PhRMA has rounded up its attack ad team once again for another broadside against pharmacy benefit managers, zeroing in this time on the potential for insurers to profit from where prescriptions get filled.

In recent years, the Big Pharma trade group has responded to criticisms of drug prices by running a string of ads about the effect of PBMs. PhRMA created the blueprint for the attack ads with the spots it ran in 2019 and 2021, and it returned for another round earlier this year in the wake of Congress’ vote to pass contentious drug pricing legislation.

The latest TV spot has the same structure as the two previous ads. In the new spot, titled “Middlemen Are Everywhere,” PhRMA shows a doctor handing a prescription to a patient. As the patient takes the piece of paper, a man in a blue suit wanders over, takes a red lollipop from his mouth and interjects.

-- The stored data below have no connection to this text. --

//! Common types shared across the graphics system.

// ============================================================================
// Viewport
// ============================================================================

/// Viewport configuration for rendering.
///
/// Defines the rectangular region of the framebuffer that will be rendered to,
/// along with the depth range mapping. Depth range is `[0, 1]` and the origin
/// is the top-left corner.
#[derive(Debug, Clone, Copy, PartialEq)]
pub struct Viewport {
    /// X coordinate of the viewport's top-left corner.
    pub x: f32,
    /// Y coordinate of the viewport's top-left corner.
    pub y: f32,
    /// Width of the viewport.
    pub width: f32,
    /// Height of the viewport.
    pub height: f32,
    /// Minimum depth value (default: 0.0).
    pub min_depth: f32,
    /// Maximum depth value (default: 1.0).
    pub max_depth: f32,
}

impl Default for Viewport {
    fn default() -> Self {
        Self {
            x: 0.0,
            y: 0.0,
            width: 0.0,
            height: 0.0,
            min_depth: 0.0,
            max_depth: 1.0,
        }
    }
}

impl Viewport {
    /// Create a new viewport with standard `[0, 1]` depth range.
    pub fn new(x: f32, y: f32, width: f32, height: f32) -> Self {
        Self {
            x,
            y,
            width,
            height,
            min_depth: 0.0,
            max_depth: 1.0,
        }
    }

    /// Create a viewport from dimensions with origin at (0, 0).
    pub fn from_dimensions(width: u32, height: u32) -> Self {
        Self::new(0.0, 0.0, width as f32, height as f32)
    }

    /// Width divided by height, or 1.0 for an empty viewport.
    pub fn aspect_ratio(&self) -> f32 {
        if self.height > 0.0 {
            self.width / self.height
        } else {
            1.0
        }
    }
}

// ============================================================================
// Rectangles
// ============================================================================

/// Integer pixel rectangle, used for solid fills.
#[derive(Debug, Clone, Copy, PartialEq, Eq, Hash, Default)]
pub struct Rect {
    /// X coordinate of the top-left corner.
    pub x: u32,
    /// Y coordinate of the top-left corner.
    pub y: u32,
    /// Width of the rectangle.
    pub width: u32,
    /// Height of the rectangle.
    pub height: u32,
}

impl Rect {
    /// Create a new rectangle.
    pub fn new(x: u32, y: u32, width: u32, height: u32) -> Self {
        Self {
            x,
            y,
            width,
            height,
        }
    }

    /// Clip the rectangle to a `width × height` surface.
    pub fn clipped(&self, width: u32, height: u32) -> Option<Self> {
        let x0 = self.x.min(width);
        let y0 = self.y.min(height);
        let x1 = self.x.saturating_add(self.width).min(width);
        let y1 = self.y.saturating_add(self.height).min(height);
        (x1 > x0 && y1 > y0).then(|| Self::new(x0, y0, x1 - x0, y1 - y0))
    }
}

/// Fractional source region in pixels, used by blits.
#[derive(Debug, Clone, Copy, PartialEq, Default)]
pub struct Region {
    /// Left edge.
    pub x: f32,
    /// Top edge.
    pub y: f32,
    /// Width.
    pub width: f32,
    /// Height.
    pub height: f32,
}

impl Region {
    /// Create a new region.
    pub fn new(x: f32, y: f32, width: f32, height: f32) -> Self {
        Self {
            x,
            y,
            width,
            height,
        }
    }

    /// The whole of a `width × height` texture.
    pub fn full(width: u32, height: u32) -> Self {
        Self::new(0.0, 0.0, width as f32, height as f32)
    }

    /// The centered fraction `keep` of a `width × height` texture.
    pub fn centered(width: u32, height: u32, keep: f32) -> Self {
        let w = width as f32 * keep;
        let h = height as f32 * keep;
        Self::new((width as f32 - w) * 0.5, (height as f32 - h) * 0.5, w, h)
    }
}

// ============================================================================
// Color
// ============================================================================

/// Linear RGBA color.
#[derive(Debug, Clone, Copy, PartialEq, Default)]
pub struct Color {
    pub r: f32,
    pub g: f32,
    pub b: f32,
    pub a: f32,
}

impl Color {
    pub const TRANSPARENT: Self = Self::new(0.0, 0.0, 0.0, 0.0);
    pub const BLACK: Self = Self::new(0.0, 0.0, 0.0, 1.0);
    pub const WHITE: Self = Self::new(1.0, 1.0, 1.0, 1.0);
    /// Background of a frame nobody has drawn into yet.
    pub const DARK_CYAN: Self = Self::new(0.0, 139.0 / 255.0, 139.0 / 255.0, 1.0);

    /// Create a new color.
    pub const fn new(r: f32, g: f32, b: f32, a: f32) -> Self {
        Self { r, g, b, a }
    }

    /// Create a color from 8-bit channels.
    pub fn from_rgba8(rgba: [u8; 4]) -> Self {
        Self::new(
            rgba[0] as f32 / 255.0,
            rgba[1] as f32 / 255.0,
            rgba[2] as f32 / 255.0,
            rgba[3] as f32 / 255.0,
        )
    }

    /// Channels as an array.
    pub fn to_array(self) -> [f32; 4] {
        [self.r, self.g, self.b, self.a]
    }
}

// ============================================================================
// Multisampling
// ============================================================================

/// Multisample description: sample count plus quality level.
///
/// Quality is carried for parity with APIs that expose it; backends without
/// quality levels ignore it.
#[derive(Debug, Clone, Copy, PartialEq, Eq, Hash)]
pub struct SampleDescription {
    /// Samples per pixel.
    pub count: u32,
    /// Quality level.
    pub quality: u32,
}

impl SampleDescription {
    /// One sample per pixel.
    pub const SINGLE: Self = Self::new(1, 0);

    /// Create a sample description.
    pub const fn new(count: u32, quality: u32) -> Self {
        Self { count, quality }
    }

    /// Returns true if more than one sample per pixel is used.
    pub fn is_multisampled(&self) -> bool {
        self.count > 1
    }
}

impl Default for SampleDescription {
    fn default() -> Self {
        Self::SINGLE
    }
}

#[cfg(test)]
mod tests {
    use super::*;

    #[test]
    fn test_rect_clipping() {
        let rect = Rect::new(6, 6, 10, 10);
        assert_eq!(rect.clipped(8, 8), Some(Rect::new(6, 6, 2, 2)));
        assert_eq!(Rect::new(9, 0, 4, 4).clipped(8, 8), None);
    }

    #[test]
    fn test_centered_region() {
        let region = Region::centered(100, 50, 0.5);
        assert_eq!(region, Region::new(25.0, 12.5, 50.0, 25.0));
    }

    #[test]
    fn test_viewport_aspect() {
        assert_eq!(Viewport::from_dimensions(200, 100).aspect_ratio(), 2.0);
        assert_eq!(Viewport::default().aspect_ratio(), 1.0);
    }
}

“I know just the pharmacy to get this filled,” the man says. The patient, looking perturbed, asks the man who he is, sparking a conversation about what a PBM is and a question: “Why can't I go to a pharmacy in my neighborhood?” Amused by the question, the man in the suit representing the PBM industry says, “well, I make more money when you go to a pharmacy I own.”

The ad ends with two pieces of blue text on a white background. The first line states: “Insurance companies and their PBMs can profit from where you get your prescription filled.” The man in the blue suit wanders into frame, smiles smugly and wanders off again as the text changes to say “no one should stand between you and your medicine.”

Shortly after releasing the new ad, PhRMA uploaded a two-minute video about how a PBM affected a man and his son. The child was born 15 weeks early, spent almost the first two years of his life in the hospital and has undergone multiple procedures. The family’s issue with PBMs chimes with the message of the TV spot. 

“We were told by a PBM that we had to change pharmacies. We'd been using the same pharmacy since 2009. It was a really big pain to do this, especially for one medication because the new pharmacy didn’t carry it. They didn't have a client that ever needed it,” the father, Benjie, said. “It was many weeks of battles and conversations and letters to get that medication.”

PhRMA is running the campaign as it lobbies for legislation to reform the PBM industry. A broad set of stakeholders including drugmakers, pharmacies and employer groups have rounded on PBMs in recent years, leading states to pass laws targeting the organizations and Congress to mull national action.